*** Opening of Exercise inputs ***

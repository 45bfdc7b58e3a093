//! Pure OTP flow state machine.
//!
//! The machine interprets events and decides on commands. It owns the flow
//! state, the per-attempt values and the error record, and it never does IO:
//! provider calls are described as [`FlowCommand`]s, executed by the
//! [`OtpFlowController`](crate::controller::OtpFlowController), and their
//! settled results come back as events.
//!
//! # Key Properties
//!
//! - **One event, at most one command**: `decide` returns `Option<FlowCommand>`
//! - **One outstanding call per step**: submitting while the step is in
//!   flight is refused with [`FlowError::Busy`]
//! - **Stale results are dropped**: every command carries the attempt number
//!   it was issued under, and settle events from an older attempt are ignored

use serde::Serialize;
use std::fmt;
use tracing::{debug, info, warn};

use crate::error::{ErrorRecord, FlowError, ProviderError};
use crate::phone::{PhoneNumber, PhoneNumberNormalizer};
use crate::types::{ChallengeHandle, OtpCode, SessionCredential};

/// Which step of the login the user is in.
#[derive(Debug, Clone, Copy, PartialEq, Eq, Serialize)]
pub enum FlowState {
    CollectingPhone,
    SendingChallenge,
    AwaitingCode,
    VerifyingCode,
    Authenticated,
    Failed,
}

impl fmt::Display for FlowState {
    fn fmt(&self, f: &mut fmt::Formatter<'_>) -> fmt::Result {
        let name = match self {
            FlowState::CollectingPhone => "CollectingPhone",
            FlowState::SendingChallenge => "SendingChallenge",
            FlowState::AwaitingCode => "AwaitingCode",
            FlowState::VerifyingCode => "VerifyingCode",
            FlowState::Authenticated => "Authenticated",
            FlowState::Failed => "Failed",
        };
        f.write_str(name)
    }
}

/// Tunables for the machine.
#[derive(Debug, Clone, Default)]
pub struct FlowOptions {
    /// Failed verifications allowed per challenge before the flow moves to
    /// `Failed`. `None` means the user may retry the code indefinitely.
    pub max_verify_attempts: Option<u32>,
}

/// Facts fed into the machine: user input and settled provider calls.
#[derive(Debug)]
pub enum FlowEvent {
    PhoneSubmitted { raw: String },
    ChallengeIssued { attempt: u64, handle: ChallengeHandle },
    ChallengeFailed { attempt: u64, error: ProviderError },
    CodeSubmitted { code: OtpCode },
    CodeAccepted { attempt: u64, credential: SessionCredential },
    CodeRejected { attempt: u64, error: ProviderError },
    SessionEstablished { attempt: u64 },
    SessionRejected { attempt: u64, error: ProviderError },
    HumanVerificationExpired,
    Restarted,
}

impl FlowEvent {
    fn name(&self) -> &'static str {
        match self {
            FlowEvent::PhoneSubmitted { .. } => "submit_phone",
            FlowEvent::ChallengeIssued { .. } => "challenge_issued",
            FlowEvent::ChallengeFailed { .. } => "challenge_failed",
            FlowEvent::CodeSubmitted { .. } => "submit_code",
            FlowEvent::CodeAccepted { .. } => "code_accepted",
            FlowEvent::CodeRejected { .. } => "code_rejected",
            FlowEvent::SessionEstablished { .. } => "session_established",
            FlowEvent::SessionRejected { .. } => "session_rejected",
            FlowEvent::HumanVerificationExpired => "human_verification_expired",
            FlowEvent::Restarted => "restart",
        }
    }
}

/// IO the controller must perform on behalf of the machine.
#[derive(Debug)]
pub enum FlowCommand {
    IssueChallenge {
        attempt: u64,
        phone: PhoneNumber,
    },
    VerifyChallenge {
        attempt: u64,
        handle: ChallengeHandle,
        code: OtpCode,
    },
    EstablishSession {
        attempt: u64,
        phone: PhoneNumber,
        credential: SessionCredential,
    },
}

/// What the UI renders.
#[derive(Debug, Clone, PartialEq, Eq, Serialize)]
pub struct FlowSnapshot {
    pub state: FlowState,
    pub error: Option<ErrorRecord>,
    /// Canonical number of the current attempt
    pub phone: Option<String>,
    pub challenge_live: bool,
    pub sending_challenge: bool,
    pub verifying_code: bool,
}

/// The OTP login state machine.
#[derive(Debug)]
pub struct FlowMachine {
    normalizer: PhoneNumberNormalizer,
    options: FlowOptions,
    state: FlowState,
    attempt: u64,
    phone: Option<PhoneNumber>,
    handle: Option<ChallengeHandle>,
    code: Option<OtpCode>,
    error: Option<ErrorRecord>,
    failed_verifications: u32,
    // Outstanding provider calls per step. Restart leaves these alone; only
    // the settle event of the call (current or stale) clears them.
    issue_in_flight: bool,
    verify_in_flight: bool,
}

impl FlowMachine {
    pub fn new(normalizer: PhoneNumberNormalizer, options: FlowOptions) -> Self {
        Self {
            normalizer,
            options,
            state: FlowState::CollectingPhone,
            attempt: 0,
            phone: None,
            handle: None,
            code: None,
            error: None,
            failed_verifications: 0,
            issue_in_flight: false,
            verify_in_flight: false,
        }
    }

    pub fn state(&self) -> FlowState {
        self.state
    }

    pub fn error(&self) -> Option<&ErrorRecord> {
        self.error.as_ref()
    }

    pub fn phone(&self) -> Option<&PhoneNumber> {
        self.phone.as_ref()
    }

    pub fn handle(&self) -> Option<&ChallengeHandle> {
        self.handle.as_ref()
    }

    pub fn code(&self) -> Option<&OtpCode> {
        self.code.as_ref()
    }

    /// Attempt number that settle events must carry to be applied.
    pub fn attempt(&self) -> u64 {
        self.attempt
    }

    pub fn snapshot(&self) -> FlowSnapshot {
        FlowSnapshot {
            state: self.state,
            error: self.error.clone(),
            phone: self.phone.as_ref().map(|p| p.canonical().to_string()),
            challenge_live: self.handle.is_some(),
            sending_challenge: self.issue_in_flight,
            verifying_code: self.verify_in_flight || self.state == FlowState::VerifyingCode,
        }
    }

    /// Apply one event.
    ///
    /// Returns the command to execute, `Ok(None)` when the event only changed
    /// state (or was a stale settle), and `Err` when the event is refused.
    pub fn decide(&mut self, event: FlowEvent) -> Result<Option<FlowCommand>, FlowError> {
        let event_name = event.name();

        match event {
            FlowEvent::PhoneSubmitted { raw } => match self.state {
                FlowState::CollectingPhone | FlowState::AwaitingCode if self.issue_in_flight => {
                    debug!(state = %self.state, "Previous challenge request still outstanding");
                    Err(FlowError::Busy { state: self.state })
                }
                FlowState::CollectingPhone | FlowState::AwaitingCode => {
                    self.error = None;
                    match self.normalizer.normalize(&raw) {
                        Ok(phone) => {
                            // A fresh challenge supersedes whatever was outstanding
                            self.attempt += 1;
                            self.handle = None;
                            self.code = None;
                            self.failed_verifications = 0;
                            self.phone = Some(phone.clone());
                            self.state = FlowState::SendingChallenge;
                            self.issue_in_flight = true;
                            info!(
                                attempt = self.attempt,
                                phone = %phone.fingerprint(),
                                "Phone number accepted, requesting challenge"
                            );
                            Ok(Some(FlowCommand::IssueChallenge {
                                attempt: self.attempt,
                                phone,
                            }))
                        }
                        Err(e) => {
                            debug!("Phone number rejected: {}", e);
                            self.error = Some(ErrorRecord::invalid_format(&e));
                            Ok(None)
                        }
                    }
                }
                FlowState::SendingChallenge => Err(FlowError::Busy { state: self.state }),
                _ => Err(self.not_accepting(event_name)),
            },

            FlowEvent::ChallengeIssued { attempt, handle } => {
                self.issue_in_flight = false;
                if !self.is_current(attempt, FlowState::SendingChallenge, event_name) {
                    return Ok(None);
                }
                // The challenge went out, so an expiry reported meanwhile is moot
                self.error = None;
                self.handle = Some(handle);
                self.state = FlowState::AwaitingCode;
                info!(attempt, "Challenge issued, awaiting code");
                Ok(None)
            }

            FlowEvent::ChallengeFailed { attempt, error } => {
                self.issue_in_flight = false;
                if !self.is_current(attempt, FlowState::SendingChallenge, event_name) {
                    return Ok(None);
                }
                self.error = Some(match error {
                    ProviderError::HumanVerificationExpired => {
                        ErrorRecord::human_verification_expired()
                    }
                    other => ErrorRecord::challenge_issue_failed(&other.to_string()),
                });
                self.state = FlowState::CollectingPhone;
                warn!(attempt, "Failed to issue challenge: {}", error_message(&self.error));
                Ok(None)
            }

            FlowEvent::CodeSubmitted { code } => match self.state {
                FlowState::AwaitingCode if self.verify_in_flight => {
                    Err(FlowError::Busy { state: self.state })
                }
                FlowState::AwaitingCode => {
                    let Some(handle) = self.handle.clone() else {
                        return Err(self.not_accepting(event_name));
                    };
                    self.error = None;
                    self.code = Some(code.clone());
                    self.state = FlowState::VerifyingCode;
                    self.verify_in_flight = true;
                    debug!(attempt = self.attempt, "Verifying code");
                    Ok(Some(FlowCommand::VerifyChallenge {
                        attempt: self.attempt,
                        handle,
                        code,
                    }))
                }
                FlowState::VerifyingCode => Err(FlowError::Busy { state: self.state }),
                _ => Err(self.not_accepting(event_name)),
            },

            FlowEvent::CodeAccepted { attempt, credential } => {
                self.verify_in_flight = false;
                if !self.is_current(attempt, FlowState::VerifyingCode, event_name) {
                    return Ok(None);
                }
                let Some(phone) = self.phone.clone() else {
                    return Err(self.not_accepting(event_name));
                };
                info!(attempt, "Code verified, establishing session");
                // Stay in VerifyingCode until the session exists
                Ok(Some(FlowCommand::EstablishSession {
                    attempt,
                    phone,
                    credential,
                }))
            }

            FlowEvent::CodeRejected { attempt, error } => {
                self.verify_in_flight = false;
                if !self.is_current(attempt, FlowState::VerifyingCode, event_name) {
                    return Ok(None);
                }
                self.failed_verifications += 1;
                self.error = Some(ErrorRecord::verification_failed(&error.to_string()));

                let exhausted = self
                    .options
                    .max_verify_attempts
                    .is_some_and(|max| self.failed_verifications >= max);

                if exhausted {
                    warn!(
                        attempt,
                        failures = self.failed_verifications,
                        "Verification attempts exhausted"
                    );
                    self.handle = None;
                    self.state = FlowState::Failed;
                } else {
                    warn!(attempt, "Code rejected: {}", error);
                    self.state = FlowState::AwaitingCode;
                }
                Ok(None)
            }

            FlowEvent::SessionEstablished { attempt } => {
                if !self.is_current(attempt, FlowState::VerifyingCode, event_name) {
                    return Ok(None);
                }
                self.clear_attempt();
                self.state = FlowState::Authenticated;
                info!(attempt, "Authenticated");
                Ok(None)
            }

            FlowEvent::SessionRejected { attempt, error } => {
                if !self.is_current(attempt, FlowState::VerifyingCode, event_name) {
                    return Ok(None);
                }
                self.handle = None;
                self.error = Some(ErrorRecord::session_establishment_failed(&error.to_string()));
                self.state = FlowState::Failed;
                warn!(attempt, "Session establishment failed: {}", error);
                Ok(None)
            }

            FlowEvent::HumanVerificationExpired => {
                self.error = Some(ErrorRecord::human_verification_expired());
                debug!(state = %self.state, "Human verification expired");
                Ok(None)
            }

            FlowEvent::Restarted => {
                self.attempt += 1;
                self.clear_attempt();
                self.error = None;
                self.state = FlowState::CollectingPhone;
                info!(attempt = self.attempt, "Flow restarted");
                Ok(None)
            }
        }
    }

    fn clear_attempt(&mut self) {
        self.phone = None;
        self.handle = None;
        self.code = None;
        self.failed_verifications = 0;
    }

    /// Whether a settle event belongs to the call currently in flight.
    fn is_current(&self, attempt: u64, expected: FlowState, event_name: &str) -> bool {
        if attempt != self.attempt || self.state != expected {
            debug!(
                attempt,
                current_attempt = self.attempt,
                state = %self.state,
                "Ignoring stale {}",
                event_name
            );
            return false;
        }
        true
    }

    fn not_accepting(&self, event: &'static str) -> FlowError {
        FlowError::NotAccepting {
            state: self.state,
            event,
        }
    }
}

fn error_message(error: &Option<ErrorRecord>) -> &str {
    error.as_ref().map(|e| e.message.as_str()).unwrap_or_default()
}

*** Close of Exercise inputs ***

▶ _Problem statement_:
Search the listing above for the word "bool", and copy every line that has it.

▶ _Your solution_:
    pub challenge_live: bool,
    pub sending_challenge: bool,
    pub verifying_code: bool,
    issue_in_flight: bool,
    verify_in_flight: bool,
    fn is_current(&self, attempt: u64, expected: FlowState, event_name: &str) -> bool {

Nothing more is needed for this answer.